By the time he finishes his second term in January 2029, Trump will be 82, and the oldest serving president in U.S. history.

Throughout his political career, he has repeatedly attempted to restrict the public release of reliable information on his health, insisting on being in peak physical condition despite widespread speculation over self-evident risk factors including heart disease, high cholesterol, obesity, and a family history of dementia, to name a few.

Just one example of those insistences would include a 2015 doctor’s letter, later revealed to have been dictated by Trump himself, suggesting the Republican leader would then have been “the healthiest individual ever elected to the presidency.”

He also once claimed to weigh 215 pounds at 6-foot-3, roughly the same as Muhammad Ali in the all-time heavyweight boxing champion’s absolute prime, despite White House doctors putting him at 244 pounds after his annual physical in 2020, technically pushing him into the “clinically obese” category on the BMI scale.

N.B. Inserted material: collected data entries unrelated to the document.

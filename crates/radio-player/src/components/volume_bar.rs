//! Volume slider.  Display only; the keys live in the App's global map.

use ratatui::{layout::Rect, style::Style, Frame};

use crate::app_state::AppState;
use crate::widgets::level_bar::draw_level;
use crate::widgets::pane_chrome::pane_chrome;

pub const VOLUME_STEP: f32 = 0.05;

/// One keyboard step up or down, kept on the 0.01 grid and inside [0, 1].
pub fn stepped(volume: f32, up: bool) -> f32 {
    let delta = if up { VOLUME_STEP } else { -VOLUME_STEP };
    (((volume + delta) * 100.0).round() / 100.0).clamp(0.0, 1.0)
}

pub fn draw_volume(frame: &mut Frame, area: Rect, state: &AppState) {
    let palette = &state.palette;
    let block = pane_chrome("volume", None, false, None, palette);
    let inner = block.inner(area);
    frame.render_widget(block, area);

    let label = if state.player.muted { "🔇" } else { "🔊" };
    let bar_style = if state.player.muted {
        palette.secondary()
    } else {
        Style::default().fg(palette.fg)
    };
    draw_level(frame, inner, state.player.volume, label, bar_style, palette.secondary());
}

#[cfg(test)]
mod tests {
    use super::*;

    #[test]
    fn test_steps_stay_in_range() {
        assert_eq!(stepped(0.5, true), 0.55);
        assert_eq!(stepped(0.98, true), 1.0);
        assert_eq!(stepped(0.02, false), 0.0);
        let mut v = 0.0;
        for _ in 0..20 {
            v = stepped(v, true);
        }
        assert_eq!(v, 1.0);
    }
}
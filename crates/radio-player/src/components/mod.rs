pub mod add_station_form;
pub mod header;
pub mod spectrum;
pub mod station_list;
pub mod volume_bar;
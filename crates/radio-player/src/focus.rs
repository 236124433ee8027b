//! FocusRing: keyboard focus cycling between panes.

use crate::action::ComponentId;

pub struct FocusRing {
    items: Vec<ComponentId>,
    current: usize,
}

impl FocusRing {
    pub fn new(items: Vec<ComponentId>) -> Self {
        Self { items, current: 0 }
    }

    pub fn current(&self) -> Option<ComponentId> {
        self.items.get(self.current).copied()
    }

    pub fn next(&mut self) -> Option<ComponentId> {
        if self.items.is_empty() {
            return None;
        }
        self.current = (self.current + 1) % self.items.len();
        self.current()
    }

    pub fn prev(&mut self) -> Option<ComponentId> {
        if self.items.is_empty() {
            return None;
        }
        self.current = self.current.checked_sub(1).unwrap_or(self.items.len() - 1);
        self.current()
    }

    pub fn set(&mut self, id: ComponentId) {
        if let Some(pos) = self.items.iter().position(|&x| x == id) {
            self.current = pos;
        }
    }

    pub fn is_focused(&self, id: ComponentId) -> bool {
        self.current() == Some(id)
    }
}

#[cfg(test)]
mod tests {
    use super::*;

    #[test]
    fn test_cycles_both_ways() {
        let mut ring = FocusRing::new(vec![ComponentId::StationList, ComponentId::AddStation]);
        assert!(ring.is_focused(ComponentId::StationList));
        assert_eq!(ring.next(), Some(ComponentId::AddStation));
        assert_eq!(ring.next(), Some(ComponentId::StationList));
        assert_eq!(ring.prev(), Some(ComponentId::AddStation));
        ring.set(ComponentId::StationList);
        assert!(ring.is_focused(ComponentId::StationList));
    }

    #[test]
    fn test_empty_ring() {
        let mut ring = FocusRing::new(Vec::new());
        assert_eq!(ring.next(), None);
        assert_eq!(ring.prev(), None);
        assert_eq!(ring.current(), None);
    }
}
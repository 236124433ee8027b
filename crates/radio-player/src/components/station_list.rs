//! StationList: the station picker, with a search bar.
//!
//! The search text is view state: typing narrows the visible rows through
//! `filter_stations`, the station list itself is never modified.  Enter tunes
//! the highlighted row.

use std::time::Instant;

use ratatui::crossterm::event::{
    KeyCode, KeyEvent, KeyEventKind, KeyModifiers, MouseButton, MouseEvent, MouseEventKind,
};
use ratatui::{
    layout::Rect,
    style::{Modifier, Style},
    text::{Line, Span},
    widgets::{List, ListItem, ListState, Paragraph},
    Frame,
};

use radio_core::station::{filter_stations, Station};

use crate::{
    action::{Action, ComponentId},
    app_state::AppState,
    component::Component,
    widgets::{
        pane_chrome::{pane_chrome, Badge},
        scrollable_list::ScrollableList,
        text_field::{FieldAction, TextField},
    },
};

pub struct StationList {
    pub list: ScrollableList<Station>,
    pub search: TextField,
    list_state: ListState,
    last_click: Option<(usize, Instant)>,
}

impl StationList {
    pub fn new() -> Self {
        Self {
            list: ScrollableList::new(filter_stations),
            search: TextField::new("/ ", "Search stations..."),
            list_state: ListState::default(),
            last_click: None,
        }
    }

    /// Pick up a new station list.  The cursor follows the selected station
    /// when the list itself changed.
    pub fn sync(&mut self, state: &AppState) {
        let stations = &state.player.stations;
        if self.list.items != *stations {
            self.list.set_items(stations.clone());
            if let Some(idx) = state.player.selected_index() {
                self.list.set_selected_by_original(idx);
            }
        }
    }

    pub fn is_searching(&self) -> bool {
        self.search.is_active()
    }

    /// Lowercased search text (the filter applied to the rows).
    pub fn filter_text(&self) -> String {
        self.list.filter.to_lowercase()
    }

    fn tune_selected(&self) -> Vec<Action> {
        self.list
            .selected_item()
            .map(|s| vec![Action::ChangeStation(s.url.clone())])
            .unwrap_or_default()
    }

    fn render_item<'a>(&self, station: &'a Station, highlighted: bool, focused: bool, state: &AppState) -> ListItem<'a> {
        let palette = &state.palette;
        let is_selected = state
            .player
            .selected
            .as_ref()
            .is_some_and(|s| s.url == station.url);

        let marker = match (is_selected, state.player.playing) {
            (true, true) => "▶ ",
            (true, false) => "• ",
            _ => "  ",
        };
        let name_style = if is_selected {
            Style::default().fg(palette.fg).add_modifier(Modifier::BOLD)
        } else {
            Style::default().fg(palette.fg)
        };
        let mut spans = vec![
            Span::styled(marker, Style::default().fg(palette.fg)),
            Span::styled(station.name.as_str(), name_style),
        ];
        if highlighted && station.logo.is_some() {
            spans.push(Span::styled("  ◆", palette.secondary()));
        }

        let item = ListItem::new(Line::from(spans));
        if highlighted {
            item.style(palette.selected(focused))
        } else {
            item
        }
    }
}

impl Default for StationList {
    fn default() -> Self {
        Self::new()
    }
}

impl Component for StationList {
    fn id(&self) -> ComponentId {
        ComponentId::StationList
    }

    fn handle_key(&mut self, key: KeyEvent, _state: &AppState) -> Vec<Action> {
        if key.kind == KeyEventKind::Release {
            return vec![];
        }

        if self.search.is_active() {
            match key.code {
                KeyCode::Up => {
                    self.list.select_up(1);
                    return vec![];
                }
                KeyCode::Down => {
                    self.list.select_down(1);
                    return vec![];
                }
                _ => {}
            }
            return match self.search.handle_key(key) {
                FieldAction::Changed(q) => {
                    self.list.set_filter(&q);
                    vec![]
                }
                FieldAction::Submitted => {
                    self.search.deactivate();
                    vec![Action::CloseFilter]
                }
                FieldAction::Cancelled => {
                    self.list.set_filter("");
                    vec![Action::CloseFilter]
                }
                FieldAction::None => vec![],
            };
        }

        let step = if key.modifiers.contains(KeyModifiers::SHIFT) { 5 } else { 1 };
        match key.code {
            KeyCode::Up | KeyCode::Char('k') => self.list.select_up(step),
            KeyCode::Down | KeyCode::Char('j') => self.list.select_down(step),
            KeyCode::PageUp => self.list.select_up(10),
            KeyCode::PageDown => self.list.select_down(10),
            KeyCode::Home | KeyCode::Char('g') => self.list.select_first(),
            KeyCode::End | KeyCode::Char('G') => self.list.select_last(),
            KeyCode::Enter => return self.tune_selected(),
            KeyCode::Char('/') => {
                self.search.activate();
                return vec![Action::OpenFilter];
            }
            _ => {}
        }
        vec![]
    }

    fn handle_mouse(&mut self, event: MouseEvent, area: Rect, _state: &AppState) -> Vec<Action> {
        let row = event.row.saturating_sub(area.y + 1) as usize;
        match event.kind {
            MouseEventKind::ScrollUp => self.list.select_up(1),
            MouseEventKind::ScrollDown => self.list.select_down(1),
            MouseEventKind::Down(MouseButton::Left) => {
                let double = self
                    .last_click
                    .is_some_and(|(r, t)| r == row && t.elapsed().as_millis() < 400);
                if self.list.handle_click(row) && double {
                    self.last_click = None;
                    return self.tune_selected();
                }
                self.last_click = Some((row, Instant::now()));
            }
            _ => {}
        }
        vec![]
    }

    fn draw(&mut self, frame: &mut Frame, area: Rect, focused: bool, state: &AppState) {
        let palette = &state.palette;
        let count = format!("{}/{}", self.list.visible.len(), self.list.items.len());
        let block = pane_chrome(
            "stations",
            Some('1'),
            focused,
            Some(Badge {
                text: &count,
                color: palette.secondary,
            }),
            palette,
        );
        let inner = block.inner(area);
        frame.render_widget(block, area);
        if inner.height == 0 {
            return;
        }

        let search_visible = self.search.is_active() || !self.list.filter.is_empty();
        let list_h = inner.height.saturating_sub(u16::from(search_visible));
        let list_area = Rect { height: list_h, ..inner };

        if state.player.stations.is_empty() {
            frame.render_widget(
                Paragraph::new(Span::styled("  loading stations…", palette.secondary())),
                list_area,
            );
        } else if self.list.is_empty() {
            frame.render_widget(
                Paragraph::new(Span::styled("  no stations match", palette.secondary())),
                list_area,
            );
        } else {
            let height = list_h as usize;
            self.list.ensure_visible(height);
            let highlighted_row = self.list.selected_in_view();
            let items: Vec<ListItem> = self
                .list
                .visible_items(height)
                .into_iter()
                .enumerate()
                .map(|(row, (_, station))| self.render_item(station, row == highlighted_row, focused, state))
                .collect();
            self.list_state.select(Some(highlighted_row));
            frame.render_stateful_widget(List::new(items), list_area, &mut self.list_state);
        }

        if search_visible {
            let search_area = Rect {
                y: inner.y + inner.height - 1,
                height: 1,
                ..inner
            };
            self.search
                .draw(frame, search_area, palette, focused && self.search.is_active());
        }
    }
}

#[cfg(test)]
mod tests {
    use super::*;
    use crate::state::PlayerState;
    use radio_core::theme::Theme;

    fn key(code: KeyCode) -> KeyEvent {
        KeyEvent::new(code, KeyModifiers::NONE)
    }

    fn app_state() -> AppState {
        let stations = vec![
            Station::new("DIGI FM", "https://a/digi"),
            Station::new("Europa FM", "https://b/europa"),
            Station::new("Radio ZU", "https://c/zu"),
        ];
        let mut player = PlayerState::new(stations, 1.0);
        player.selected = Some(Station::new("DIGI FM", "https://a/digi"));
        AppState::new(player, Theme::Light, true)
    }

    #[test]
    fn test_enter_tunes_highlighted_row() {
        let state = app_state();
        let mut list = StationList::new();
        list.sync(&state);
        assert_eq!(list.handle_key(key(KeyCode::Down), &state), vec![]);
        assert_eq!(
            list.handle_key(key(KeyCode::Enter), &state),
            vec![Action::ChangeStation("https://b/europa".into())]
        );
    }

    #[test]
    fn test_search_narrows_rows_but_keeps_stations() {
        let state = app_state();
        let mut list = StationList::new();
        list.sync(&state);

        assert_eq!(list.handle_key(key(KeyCode::Char('/')), &state), vec![Action::OpenFilter]);
        for c in "ZU".chars() {
            list.handle_key(key(KeyCode::Char(c)), &state);
        }
        assert_eq!(list.filter_text(), "zu");
        assert_eq!(list.list.visible, vec![2]);
        assert_eq!(list.list.items.len(), 3);

        // Enter keeps the filter and leaves search mode; a second Enter tunes.
        assert_eq!(list.handle_key(key(KeyCode::Enter), &state), vec![Action::CloseFilter]);
        assert!(!list.is_searching());
        assert_eq!(
            list.handle_key(key(KeyCode::Enter), &state),
            vec![Action::ChangeStation("https://c/zu".into())]
        );
    }

    #[test]
    fn test_escape_clears_search() {
        let state = app_state();
        let mut list = StationList::new();
        list.sync(&state);
        list.handle_key(key(KeyCode::Char('/')), &state);
        list.handle_key(key(KeyCode::Char('q')), &state);
        assert!(list.list.is_empty());
        list.handle_key(key(KeyCode::Esc), &state);
        assert_eq!(list.list.visible.len(), 3);
        assert_eq!(list.handle_key(key(KeyCode::Esc), &state), vec![Action::CloseFilter]);
    }

    #[test]
    fn test_sync_follows_selected_station() {
        let mut state = app_state();
        state.player.selected = Some(Station::new("Radio ZU", "https://c/zu"));
        let mut list = StationList::new();
        list.sync(&state);
        assert_eq!(list.list.selected_item().map(|s| s.name.as_str()), Some("Radio ZU"));
    }
}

An earlier physical in 2018 also determined that Trump suffers from coronary artery disease, a common heart condition for men of his age. In 2021, it was further revealed the White House had been at some pains the previous year to downplay how seriously Trump had been affected by a bout of COVID-19, which had in reality resulted in such dangerously low blood oxygen levels that officials had raised concern he would need to be placed on a ventilator.

All things considered, and despite his best efforts, enough information has made it into the public domain for one doctor to speculate earlier this year that based on his physical health, the incoming Republican president likely has a less than 75 percent chance of making it through his second term.

That’s all before taking into account the massive GOP elephant in the room: Trump’s cognitive performance. From accidentally backing Biden as president and decrying “hummus” over the war in Gaza to… well, just a generally spectacular public descent into rambling incoherence, Trump’s well-documented list of gaffes is as long as it is, frankly, terrifying at this particular moment in time.

Depending on which experts you ask, these verbal blunders could be a sign of anything from early symptoms of dementia to mood changes indicative of an underlying narcissistic personality disorder, maybe both.

Ultimately, the jury’s still out on that front. In fact, with polls from earlier this year showing that 60 percent of Americans are already worried Trump is too old to serve a second term, the only thing that seems certain at this stage is that whatever his true state of mental acuity, it’ll now be a cold day in hell before anyone drags him unwillingly out of the White House.